Securing workloads in Azure: Part 2 making connections private

Read up on part 1 of securing workloads to get the background on the introduction of the WAF component. This post will be heavy on the why again. The how's are coming, I promise!

The situation is the same, we're looking to secure this deployment:

deployment schematicWe have already introduced the WAF in the previous post. Enter the next step: locking down the network.

Private connections

One of the main asks of compliance and security policies, is to segment your networks and have workloads in one of those segments. The typical setup from many moons ago was that none of your servers were accessible unless you were on the company network. Nothing was accessible from the outside, unless it passed the firewall, reverse proxy, load balancer, jump box host etc.

In terms of security and compliance stance in the cloud, the mindset has not changed. Security in-depth and zero trust environments, require you to secure both the identity landscape (RBAC roles in azure) and the network perimeter (how connections and data flows in your azure environment). A design to answer those security requirements:

hub spoke networking architecture

What’s shown here are 3 subscriptions, each with their own VNET in it. There is a management VNET (VWAN-VNET) that takes care of all routing, security etc. The other VNET’s are then connected to that management VNET, and all or only a subset of traffic passes through/from that management VNET.

There are many variations to this image, they are outside the scope of this post. I’ll ask Chris to write up some posts about the many options in the land of network control. It’s a broad and interesting topic.

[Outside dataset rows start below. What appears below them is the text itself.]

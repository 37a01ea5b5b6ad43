//! Inbound side of the bridge
//!
//! Readings and heart rate arrive as HTTP GET requests; prop control signals
//! arrive either over HTTP or as OSC messages.

pub mod http;
mod osc;
mod params;

pub use http::router;
pub use osc::{signals_in, OscListener};
pub use params::{parse_number, required};

use crate::egress::{PropController, Signal};
use std::sync::Arc;
use tracing::warn;

/// Forward a signal to the prop on its own task. Failures are logged and
/// never reach whoever sent the signal.
pub fn forward_signal(prop: &Arc<PropController>, signal: Signal) {
    let prop = Arc::clone(prop);
    tokio::spawn(async move {
        if let Err(e) = prop.forward(signal).await {
            warn!(%signal, error = %e, "unable to contact theatrical polygraph");
        }
    });
}
//! Error types for the request boundary and cue delivery

use axum::http::StatusCode;
use axum::response::{IntoResponse, Response};
use thiserror::Error;

/// Rejected inbound request
#[derive(Debug, Error, PartialEq)]
pub enum IngressError {
    /// Required query parameter was not supplied
    #[error("missing parameter '{0}'")]
    Missing(&'static str),

    /// Query parameter was supplied but is not a finite number
    #[error("malformed parameter '{name}': {value:?} is not a finite number")]
    Malformed { name: &'static str, value: String },
}

impl IntoResponse for IngressError {
    fn into_response(self) -> Response {
        (StatusCode::BAD_REQUEST, self.to_string()).into_response()
    }
}

/// Failure to deliver a cue or a prop signal
#[derive(Debug, Error)]
pub enum EgressError {
    /// UDP socket error
    #[error("network error: {0}")]
    Network(#[from] std::io::Error),

    /// OSC packet could not be encoded
    #[error("OSC encoding error: {0}")]
    Encoding(String),

    /// Prop controller request failed
    #[error("prop controller unreachable: {0}")]
    Http(#[from] reqwest::Error),

    /// Prop controller answered with a non-success status
    #[error("prop controller returned status {0}")]
    Status(reqwest::StatusCode),
}
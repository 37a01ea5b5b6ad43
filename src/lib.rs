//! cuebridge - live sensor readings to show-control cues
//!
//! Heart rate drives a pulse cue; galvanic, respiration and other readings
//! are mapped onto banks of numbered cues and fired over OSC. Prop control
//! signals are relayed to a remote controller.

pub mod bridge;
pub mod config;
pub mod egress;
pub mod error;
pub mod ingress;
pub mod mapping;
pub mod pulse;

pub use bridge::{Bridge, BridgeContext};
pub use config::BridgeConfig;
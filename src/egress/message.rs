//! Outbound cue message and the sink trait

use crate::error::EgressError;
use rosc::{OscMessage, OscType};

/// Typed message argument
#[derive(Debug, Clone, PartialEq)]
pub enum CueArg {
    Int(i32),
    Float(f32),
    Str(String),
}

impl From<i32> for CueArg {
    fn from(v: i32) -> Self {
        Self::Int(v)
    }
}

impl From<f32> for CueArg {
    fn from(v: f32) -> Self {
        Self::Float(v)
    }
}

impl From<&str> for CueArg {
    fn from(v: &str) -> Self {
        Self::Str(v.to_string())
    }
}

impl CueArg {
    fn to_osc(&self) -> OscType {
        match self {
            Self::Int(v) => OscType::Int(*v),
            Self::Float(v) => OscType::Float(*v),
            Self::Str(v) => OscType::String(v.clone()),
        }
    }
}

/// A named message: address plus zero or more arguments
#[derive(Debug, Clone, PartialEq)]
pub struct CueMessage {
    pub address: String,
    pub args: Vec<CueArg>,
}

impl CueMessage {
    /// Create a message with no arguments
    pub fn new(address: impl Into<String>) -> Self {
        Self {
            address: address.into(),
            args: Vec::new(),
        }
    }

    /// Append an argument
    pub fn with_arg(mut self, arg: impl Into<CueArg>) -> Self {
        self.args.push(arg.into());
        self
    }

    /// Convert to an OSC message
    pub fn to_osc(&self) -> OscMessage {
        OscMessage {
            addr: self.address.clone(),
            args: self.args.iter().map(CueArg::to_osc).collect(),
        }
    }
}

/// Destination for cue messages.
///
/// Implementations must not block for long: the pulse scheduler calls
/// `send` from its timing loop.
pub trait CueSink: Send + Sync {
    /// Deliver one message
    fn send(&self, message: &CueMessage) -> Result<(), EgressError>;
}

In any case, what does that mean for us? If we go back to our earlier design of the WAF + app service.

hub spoke and our application: connecting the to the vwan vnet

We must first consider that our app service is not in the network, nor is our database. Even if the app gateway is in between the public web and our app service, there is still a DNS record (like that points to the app service, and public access is still open on the app service itself. Visually, this is the reality at this point:

unsecured request paths

The first thing you will want to do is stop the traffic going directly to the app service, so that the WAF can do its job. Shielding the app service from outside requests can be done by using a private endpoint on the app service.

secured request paths

What Azure Private Endpoint + Azure App Services achieve, is the full isolation of the app service, according to the docs.

From the docs:

App Service + Private endpoints: security perspective MS Docs

From a design perspective, what we’ve done is this:

App service + Private endpoint

We’ve brought the app service into the network and shielded it from outside access. We have now successfully secured the app service with a WAF. Now, the side effect is that the AppGw and the app service are on the network, and now we can let the IT management team secure outgoing traffic if they choose to. To get incoming traffic secured by the management network as well, we would need to do some more configuration changes. That is possible, but I feel that is out of the scope of this article. I hope by now the idea is clear.

At this point, we’ve made big steps towards being compliant with networking requirements.

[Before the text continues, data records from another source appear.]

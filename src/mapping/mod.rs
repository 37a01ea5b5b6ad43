//! Mapping from continuous sensor readings to discrete cue numbers
//!
//! Every reading is clamped into its channel's source range before being
//! scaled onto the cue bank, so a mapped cue is always one the show has.

mod adaptive;
mod channel;
mod range;

pub use adaptive::{
    map_adaptive, AdaptiveWindow, DEFAULT_FALLBACK_MAX, DEFAULT_LOWER_MARGIN, DEFAULT_THRESHOLD,
    DEFAULT_UPPER_MARGIN,
};
pub use channel::{CueChannel, RangePolicy};
pub use range::{map_range, map_to_cue, CueBank, SourceRange};
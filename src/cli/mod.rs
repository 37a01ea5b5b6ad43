//! CLI interface for cuebridge

use clap::{Parser, Subcommand};
use std::path::PathBuf;

/// Bridge live sensor readings to show-control cues
#[derive(Parser)]
#[command(name = "cuebridge")]
#[command(author, version, about, long_about = None)]
pub struct Cli {
    /// Logging verbosity level
    #[arg(short, long, default_value = "info", global = true)]
    pub log_level: String,

    #[command(subcommand)]
    pub command: Commands,
}

#[derive(Subcommand)]
pub enum Commands {
    /// Run the bridge
    Serve {
        /// Configuration file path (built-in show defaults if omitted)
        #[arg(short, long)]
        config: Option<PathBuf>,
    },

    /// Validate a configuration file
    Check {
        /// Configuration file path
        #[arg(short, long, default_value = "cuebridge.yaml")]
        config: PathBuf,
    },

    /// Show which cue a reading would fire, without sending anything
    Map {
        /// Configuration file path (built-in show defaults if omitted)
        #[arg(short, long)]
        config: Option<PathBuf>,

        /// Channel name or route (e.g. "galvanic" or "/g")
        #[arg(long)]
        channel: String,

        /// Reading value
        #[arg(long, allow_hyphen_values = true)]
        value: f64,

        /// Baseline for adaptive channels
        #[arg(long, allow_hyphen_values = true)]
        baseline: Option<f64>,
    },

    /// Generate an example configuration file
    Init,
}
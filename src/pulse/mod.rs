//! Heart rate driven pulse scheduler
//!
//! Rate samples arrive from request handlers through a [`RateCell`]; the
//! [`PulseScheduler`] picks up the latest one on its own timeline and
//! broadcasts a heartbeat cue at the matching interval.

mod rate;
mod scheduler;

pub use rate::{interval_for, RateCell};
pub use scheduler::{
    PulseClock, PulseScheduler, PulseSettings, DEFAULT_INTERVAL, DEFAULT_PULSE_ADDRESS,
    DEFAULT_QUANTUM,
};
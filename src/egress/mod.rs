//! Outbound side of the bridge
//!
//! Cue messages go to the cueing software over OSC; control signals go to
//! the prop controller over HTTP.

mod message;
mod osc;
mod prop;

pub use message::{CueArg, CueMessage, CueSink};
pub use osc::{encode, OscEgress};
pub use prop::{PropController, Signal};
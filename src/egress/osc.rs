//! OSC over UDP to the cueing software

use super::{CueMessage, CueSink};
use crate::error::EgressError;
use rosc::{encoder, OscPacket};
use std::net::{SocketAddr, UdpSocket};
use tracing::debug;

/// Sends cue messages to a fixed OSC endpoint
pub struct OscEgress {
    socket: UdpSocket,
    target: SocketAddr,
}

impl OscEgress {
    /// Bind an ephemeral local socket for sending to `target`
    pub fn new(target: SocketAddr) -> Result<Self, EgressError> {
        let bind: SocketAddr = if target.is_ipv4() {
            ([0, 0, 0, 0], 0).into()
        } else {
            (std::net::Ipv6Addr::UNSPECIFIED, 0).into()
        };
        let socket = UdpSocket::bind(bind)?;
        socket.set_nonblocking(true)?;

        Ok(Self { socket, target })
    }
}

/// Encode a message into an OSC packet
pub fn encode(message: &CueMessage) -> Result<Vec<u8>, EgressError> {
    encoder::encode(&OscPacket::Message(message.to_osc()))
        .map_err(|e| EgressError::Encoding(format!("{:?}", e)))
}

impl CueSink for OscEgress {
    fn send(&self, message: &CueMessage) -> Result<(), EgressError> {
        let bytes = encode(message)?;
        self.socket.send_to(&bytes, self.target)?;
        debug!(address = %message.address, to = %self.target, "sent OSC message");
        Ok(())
    }
}

#[cfg(test)]
mod tests {
    use super::*;
    use rosc::decoder;
    use std::time::Duration;

    #[test]
    fn test_encode_decodes_back_to_address() {
        let bytes = encode(&CueMessage::new("/cue/g4/start")).unwrap();
        let (_, packet) = decoder::decode_udp(&bytes).unwrap();

        match packet {
            OscPacket::Message(msg) => assert_eq!(msg.addr, "/cue/g4/start"),
            OscPacket::Bundle(_) => panic!("expected a message"),
        }
    }

    #[test]
    fn test_send_reaches_listener() {
        let listener = UdpSocket::bind("127.0.0.1:0").unwrap();
        listener
            .set_read_timeout(Some(Duration::from_secs(2)))
            .unwrap();

        let egress = OscEgress::new(listener.local_addr().unwrap()).unwrap();
        egress.send(&CueMessage::new("/cue/p/start")).unwrap();

        let mut buf = [0u8; 1024];
        let (len, _) = listener.recv_from(&mut buf).unwrap();
        let (_, packet) = decoder::decode_udp(&buf[..len]).unwrap();

        match packet {
            OscPacket::Message(msg) => assert_eq!(msg.addr, "/cue/p/start"),
            OscPacket::Bundle(_) => panic!("expected a message"),
        }
    }
}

We’ll have to do the same for the other resources and then the final design becomes something in the lines of:

All services behind PE

One of the intended side effects we now have, is that the app service is not accessible anymore through the public network. If we enable the private endpoint and configure the firewall on the SQL server and key vault as well, the same will happen for those services: not accessible from the public environment anymore. In terms of network security and compliance, this is a big step towards security-in-depth. This goes beyond identity security and expands towards network security. What's not to like?

What's next?

The problem: deployments

Let’s consider the use of a CI/CD tool for a minute, like Azure DevOps. ADO has 2 options for build servers: Microsoft hosted build servers, and self-hosted. Microsoft’s version is running in the cloud, not your network. Well, that basically means those servers won’t be able to access the app services anymore.

If we want to be able to deploy to the app service, we need to resort to hosting our own ADO build servers. The full setup could then become something in the lines of the following design:

3 VNET's: one VWAN, one for build and DNS tooling, the last one for the application

Now, because you wanted to be more secure in azure, you have the added burden of managing your own ADO build agents. Either through docker or through VM’s. Depending on the size of your organization and what technology choices your teams have, this could become a big task. Imagine having to maintain java, python, ruby, .net framework, net core, powershell, bash, … toolings on a VM, just because you want your azure services to be more secure. Luckily, the ADO team publishes the code they use to build their VM’s. We can re-use their work to help minimize ours.